In order to assess the ability to distinguish these modes of cell death quantitatively using these co-registered multimodal data, classification of intracellular multimodal signals was performed as described above. Two-class (apoptosis vs. control; necrosis vs. control) identification was performed to determine the sensitivity, specificity, and accuracy of detection of cells treated to induce cell death when compared to normal or healthy cells by training classifiers using baseline images acquired before treatment, along with images acquired three hours after cell death induction.
Table 1 shows results for identification of apoptotic cells. Each column represents the results of training a classifier on a given individual modality. The final column represents training a classifier on the combined multimodal data. From observations of changes in previously reported data, it is expected that the mean fluorescence lifetime alone should be able to distinguish apoptosis quite well due to the large increase in mean lifetime associated with apoptosis induction. It can be seen from the classifiers trained on the remaining data that both OCM and TPEF intensity add little information in identifying apoptosis as both modalities give very low accuracy results. Ultimately, this leads to minimal improvement when using a combination of the modalities to identify apoptosis as compared to using FLIM measurements alone.
Table 2 gives results for identification of necrosis. Based on the same data, it is expected that mean fluorescence lifetime will not be nearly as sensitive to the necrotic process as compared to apoptotic cell death and that scattering measured with OCM should have more predictive value in identifying necrosis when compared to apoptosis. Classification results confirm that mean lifetime alone is much less accurate in identifying necrosis. In addition, accuracy of classification based on the OCM modality alone is slightly increased compared to the apoptosis case. Most interesting is the fact that the combination of all modalities quantitatively provides complementary information that is very useful when considered together. Due to this, significant improvement is seen when training classifiers based on all modalities to identify necrotic and apoptotic cells.
It is very likely that at any time a biological environment consists of a collection of cells, some of which may be functioning normally, while others are undergoing either apoptosis or necrosis. Thus, it is more useful to identify and distinguish between these three cases so that any general microenvironment can be characterized based on the number and process of these cell death events. Results from three-class identification are shown in Figure 4 and Table 3. Here it is seen that generally poor results are obtained when using only individual modalities to classify data. In contrast to this, the use of all modalities to train a classifier to identify distinct multimodal signatures of these cell death processes provides high accuracy improving the accuracy to 83.9%, which is much higher than using any of the individual modalities. Thus, the importance of a multimodal approach to the solution of the general problem of identifying cell death processes is clearly demonstrated. Without the complementary information provided by these three imaging modalities, highly accurate classification is not possible.
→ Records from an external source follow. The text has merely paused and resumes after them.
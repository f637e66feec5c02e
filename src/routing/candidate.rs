//! Per-request candidate set.
//!
//! The DFA walk produces one [`Candidate`] per reachable endpoint. Matcher
//! policies never remove candidates; they record rejection reasons so the
//! selector can tell a 405 from a 404 and diagnostics keep stable indices.

use std::sync::Arc;

use bitflags::bitflags;

use crate::routing::endpoint::Endpoint;
use crate::routing::values::RouteValues;

bitflags! {
    /// Why a candidate was ruled out. Empty means still valid.
    #[derive(Debug, Clone, Copy, PartialEq, Eq, Default)]
    pub struct Rejections: u8 {
        const METHOD = 0b0001;
        const HOST = 0b0010;
        const CONTENT_TYPE = 0b0100;
        /// Parameter capture or constraint evaluation failed.
        const CONSTRAINT = 0b1000;
    }
}

#[derive(Debug, Clone)]
pub struct Candidate {
    endpoint: Arc<Endpoint>,
    values: RouteValues,
    score: u32,
    rejections: Rejections,
}

impl Candidate {
    pub(crate) fn new(endpoint: Arc<Endpoint>, values: RouteValues, score: u32, rejections: Rejections) -> Self {
        Self {
            endpoint,
            values,
            score,
            rejections,
        }
    }

    pub fn endpoint(&self) -> &Arc<Endpoint> {
        &self.endpoint
    }

    pub fn values(&self) -> &RouteValues {
        &self.values
    }

    /// Lower scores win. Candidates with equal order and route precedence
    /// share a score.
    pub fn score(&self) -> u32 {
        self.score
    }

    pub fn rejections(&self) -> Rejections {
        self.rejections
    }

    pub fn is_valid(&self) -> bool {
        self.rejections.is_empty()
    }

    /// The path (and its constraints) matched, regardless of policies.
    pub fn is_path_match(&self) -> bool {
        !self.rejections.contains(Rejections::CONSTRAINT)
    }

    pub(crate) fn into_match(self) -> (Arc<Endpoint>, RouteValues) {
        (self.endpoint, self.values)
    }
}

/// Candidates for one request, ordered by score.
#[derive(Debug, Clone, Default)]
pub struct CandidateSet {
    candidates: Vec<Candidate>,
}

impl CandidateSet {
    pub fn new(candidates: Vec<Candidate>) -> Self {
        Self { candidates }
    }

    pub fn len(&self) -> usize {
        self.candidates.len()
    }

    pub fn is_empty(&self) -> bool {
        self.candidates.is_empty()
    }

    pub fn get(&self, index: usize) -> Option<&Candidate> {
        self.candidates.get(index)
    }

    pub fn iter(&self) -> impl Iterator<Item = &Candidate> {
        self.candidates.iter()
    }

    /// Candidates whose path matched, with their indices. Policies evaluate
    /// these even when another policy already rejected them.
    pub fn path_matches(&self) -> impl Iterator<Item = (usize, &Candidate)> {
        self.candidates
            .iter()
            .enumerate()
            .filter(|(_, candidate)| candidate.is_path_match())
    }

    /// Candidates without any rejection.
    pub fn valid(&self) -> impl Iterator<Item = &Candidate> {
        self.candidates.iter().filter(|candidate| candidate.is_valid())
    }

    pub fn has_valid(&self) -> bool {
        self.valid().next().is_some()
    }

    /// Add `reason` to the rejections of the candidate at `index`.
    ///
    /// Out of range indices are ignored.
    pub fn reject(&mut self, index: usize, reason: Rejections) {
        if let Some(candidate) = self.candidates.get_mut(index) {
            candidate.rejections.insert(reason);
        }
    }

    pub(crate) fn into_vec(self) -> Vec<Candidate> {
        self.candidates
    }
}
Tumor boundary classification
Another important biomedical imaging application that can be approached using this quantitative multimodal classification system can be found in identifying tumor boundaries from tissue slices. Characterization of various cancers has been the focus of many studies in optical imaging and in particular, the studies of cancer progression (37) and treatment response (38) have shown promising results in which many morphological and label-free imaging biomarkers can be extracted and used to gain both diagnostic and prognostic information. Using an integrated quantitative classification approach to identify and characterize malignant tumors based on potentially subtle alterations may provide further insight into therapeutics and treatment outcomes.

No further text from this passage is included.